▶ WHAT IS REQUIRED
All entries must be transcribed exactly, down to the last character.

*** RECORDED DATA Section Begins ***

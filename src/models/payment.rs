use serde::{Deserialize, Serialize};
use validator::Validate;

use crate::models::mpesa_transactions::{StkPushResponse, StkQueryResponse};

/// Gateway error code for a push whose PIN prompt is still open.
pub const PENDING_ERROR_CODE: &str = "500.001.1001";

#[derive(Debug, Clone, Deserialize, Validate)]
pub struct PaymentRequest {
    pub phone_number: String,
    pub amount: f64,
    /// Sent as the account reference, which Daraja caps at 12 characters.
    #[validate(length(min = 1, max = 12))]
    pub order_id: String,
    #[validate(length(max = 100))]
    pub description: Option<String>,
}

impl PaymentRequest {
    pub fn new(phone_number: impl Into<String>, amount: f64, order_id: impl Into<String>) -> Self {
        PaymentRequest {
            phone_number: phone_number.into(),
            amount,
            order_id: order_id.into(),
            description: None,
        }
    }

    pub fn with_description(mut self, description: impl Into<String>) -> Self {
        self.description = Some(description.into());
        self
    }

    pub fn transaction_desc(&self) -> String {
        self.description
            .clone()
            .unwrap_or_else(|| format!("Payment for order {}", self.order_id))
    }
}

#[derive(Debug, Clone, Default, PartialEq, Serialize, Deserialize)]
pub struct PaymentResponse {
    pub success: bool,
    #[serde(skip_serializing_if = "Option::is_none")]
    pub merchant_request_id: Option<String>,
    #[serde(skip_serializing_if = "Option::is_none")]
    pub checkout_request_id: Option<String>,
    #[serde(skip_serializing_if = "Option::is_none")]
    pub response_code: Option<String>,
    #[serde(skip_serializing_if = "Option::is_none")]
    pub response_description: Option<String>,
    #[serde(skip_serializing_if = "Option::is_none")]
    pub customer_message: Option<String>,
    #[serde(skip_serializing_if = "Option::is_none")]
    pub error: Option<String>,
}

impl PaymentResponse {
    pub fn failure(error: impl Into<String>) -> Self {
        PaymentResponse {
            success: false,
            error: Some(error.into()),
            ..Default::default()
        }
    }
}

impl From<StkPushResponse> for PaymentResponse {
    fn from(response: StkPushResponse) -> Self {
        if response.response_code.as_deref() == Some("0") {
            return PaymentResponse {
                success: true,
                merchant_request_id: response.merchant_request_id,
                checkout_request_id: response.checkout_request_id,
                response_code: response.response_code,
                response_description: response.response_description,
                customer_message: response.customer_message,
                error: None,
            };
        }

        let error = response
            .error_message
            .clone()
            .or_else(|| response.response_description.clone())
            .unwrap_or_else(|| "Payment request failed".to_string());

        PaymentResponse {
            success: false,
            response_code: response.response_code.or(response.error_code),
            response_description: response.response_description,
            error: Some(error),
            ..Default::default()
        }
    }
}

#[derive(Debug, Clone, Default, PartialEq, Serialize, Deserialize)]
pub struct PaymentStatus {
    pub success: bool,
    #[serde(skip_serializing_if = "Option::is_none")]
    pub result_code: Option<String>,
    #[serde(skip_serializing_if = "Option::is_none")]
    pub result_desc: Option<String>,
    #[serde(skip_serializing_if = "Option::is_none")]
    pub response_code: Option<String>,
    #[serde(skip_serializing_if = "Option::is_none")]
    pub response_description: Option<String>,
    #[serde(skip_serializing_if = "Option::is_none")]
    pub merchant_request_id: Option<String>,
    #[serde(skip_serializing_if = "Option::is_none")]
    pub checkout_request_id: Option<String>,
    #[serde(skip_serializing_if = "Option::is_none")]
    pub error_code: Option<String>,
    #[serde(skip_serializing_if = "Option::is_none")]
    pub error: Option<String>,
}

impl PaymentStatus {
    pub fn failure(error: impl Into<String>) -> Self {
        PaymentStatus {
            success: false,
            error: Some(error.into()),
            ..Default::default()
        }
    }

    /// True while the payer has not yet answered the PIN prompt.
    pub fn is_pending(&self) -> bool {
        self.error_code.as_deref() == Some(PENDING_ERROR_CODE)
    }
}

impl From<StkQueryResponse> for PaymentStatus {
    fn from(response: StkQueryResponse) -> Self {
        PaymentStatus {
            success: response.result_code.as_deref() == Some("0"),
            result_code: response.result_code,
            result_desc: response.result_desc,
            response_code: response.response_code,
            response_description: response.response_description,
            merchant_request_id: response.merchant_request_id,
            checkout_request_id: response.checkout_request_id,
            error_code: response.error_code,
            error: response.error_message,
        }
    }
}

#[derive(Debug, Clone, PartialEq, Eq, Serialize, Deserialize)]
pub struct PhoneValidation {
    pub valid: bool,
    #[serde(skip_serializing_if = "Option::is_none")]
    pub message: Option<String>,
}

impl PhoneValidation {
    pub fn valid() -> Self {
        PhoneValidation { valid: true, message: None }
    }

    pub fn invalid(message: impl Into<String>) -> Self {
        PhoneValidation {
            valid: false,
            message: Some(message.into()),
        }
    }
}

*** RECORDED DATA Section Ends ***

▶ SOLVED PROBLEM
filename src/models/payment.rs
use serde::{Deserialize, Serialize};
use validator::Validate;

use crate::models::mpesa_transactions::{StkPushResponse, StkQueryResponse};

/// Gateway error code for a push whose PIN prompt is still open.
pub const PENDING_ERROR_CODE: &str = "500.001.1001";

#[derive(Debug, Clone, Deserialize, Validate)]
pub struct PaymentRequest {
    pub phone_number: String,
    pub amount: f64,
    /// Sent as the account reference, which Daraja caps at 12 characters.
    #[validate(length(min = 1, max = 12))]
    pub order_id: String,
    #[validate(length(max = 100))]
    pub description: Option<String>,
}

impl PaymentRequest {
    pub fn new(phone_number: impl Into<String>, amount: f64, order_id: impl Into<String>) -> Self {
        PaymentRequest {
            phone_number: phone_number.into(),
            amount,
            order_id: order_id.into(),
            description: None,
        }
    }

    pub fn with_description(mut self, description: impl Into<String>) -> Self {
        self.description = Some(description.into());
        self
    }

    pub fn transaction_desc(&self) -> String {
        self.description
            .clone()
            .unwrap_or_else(|| format!("Payment for order {}", self.order_id))
    }
}

#[derive(Debug, Clone, Default, PartialEq, Serialize, Deserialize)]
pub struct PaymentResponse {
    pub success: bool,
    #[serde(skip_serializing_if = "Option::is_none")]
    pub merchant_request_id: Option<String>,
    #[serde(skip_serializing_if = "Option::is_none")]
    pub checkout_request_id: Option<String>,
    #[serde(skip_serializing_if = "Option::is_none")]
    pub response_code: Option<String>,
    #[serde(skip_serializing_if = "Option::is_none")]
    pub response_description: Option<String>,
    #[serde(skip_serializing_if = "Option::is_none")]
    pub customer_message: Option<String>,
    #[serde(skip_serializing_if = "Option::is_none")]
    pub error: Option<String>,
}

impl PaymentResponse {
    pub fn failure(error: impl Into<String>) -> Self {
        PaymentResponse {
            success: false,
            error: Some(error.into()),
            ..Default::default()
        }
    }
}

impl From<StkPushResponse> for PaymentResponse {
    fn from(response: StkPushResponse) -> Self {
        if response.response_code.as_deref() == Some("0") {
            return PaymentResponse {
                success: true,
                merchant_request_id: response.merchant_request_id,
                checkout_request_id: response.checkout_request_id,
                response_code: response.response_code,
                response_description: response.response_description,
                customer_message: response.customer_message,
                error: None,
            };
        }

        let error = response
            .error_message
            .clone()
            .or_else(|| response.response_description.clone())
            .unwrap_or_else(|| "Payment request failed".to_string());

        PaymentResponse {
            success: false,
            response_code: response.response_code.or(response.error_code),
            response_description: response.response_description,
            error: Some(error),
            ..Default::default()
        }
    }
}

#[derive(Debug, Clone, Default, PartialEq, Serialize, Deserialize)]
pub struct PaymentStatus {
    pub success: bool,
    #[serde(skip_serializing_if = "Option::is_none")]
    pub result_code: Option<String>,
    #[serde(skip_serializing_if = "Option::is_none")]
    pub result_desc: Option<String>,
    #[serde(skip_serializing_if = "Option::is_none")]
    pub response_code: Option<String>,
    #[serde(skip_serializing_if = "Option::is_none")]
    pub response_description: Option<String>,
    #[serde(skip_serializing_if = "Option::is_none")]
    pub merchant_request_id: Option<String>,
    #[serde(skip_serializing_if = "Option::is_none")]
    pub checkout_request_id: Option<String>,
    #[serde(skip_serializing_if = "Option::is_none")]
    pub error_code: Option<String>,
    #[serde(skip_serializing_if = "Option::is_none")]
    pub error: Option<String>,
}

impl PaymentStatus {
    pub fn failure(error: impl Into<String>) -> Self {
        PaymentStatus {
            success: false,
            error: Some(error.into()),
            ..Default::default()
        }
    }

    /// True while the payer has not yet answered the PIN prompt.
    pub fn is_pending(&self) -> bool {
        self.error_code.as_deref() == Some(PENDING_ERROR_CODE)
    }
}

impl From<StkQueryResponse> for PaymentStatus {
    fn from(response: StkQueryResponse) -> Self {
        PaymentStatus {
            success: response.result_code.as_deref() == Some("0"),
            result_code: response.result_code,
            result_desc: response.result_desc,
            response_code: response.response_code,
            response_description: response.response_description,
            merchant_request_id: response.merchant_request_id,
            checkout_request_id: response.checkout_request_id,
            error_code: response.error_code,
            error: response.error_message,
        }
    }
}

#[derive(Debug, Clone, PartialEq, Eq, Serialize, Deserialize)]
pub struct PhoneValidation {
    pub valid: bool,
    #[serde(skip_serializing_if = "Option::is_none")]
    pub message: Option<String>,
}

impl PhoneValidation {
    pub fn valid() -> Self {
        PhoneValidation { valid: true, message: None }
    }

    pub fn invalid(message: impl Into<String>) -> Self {
        PhoneValidation {
            valid: false,
            message: Some(message.into()),
        }
    }
}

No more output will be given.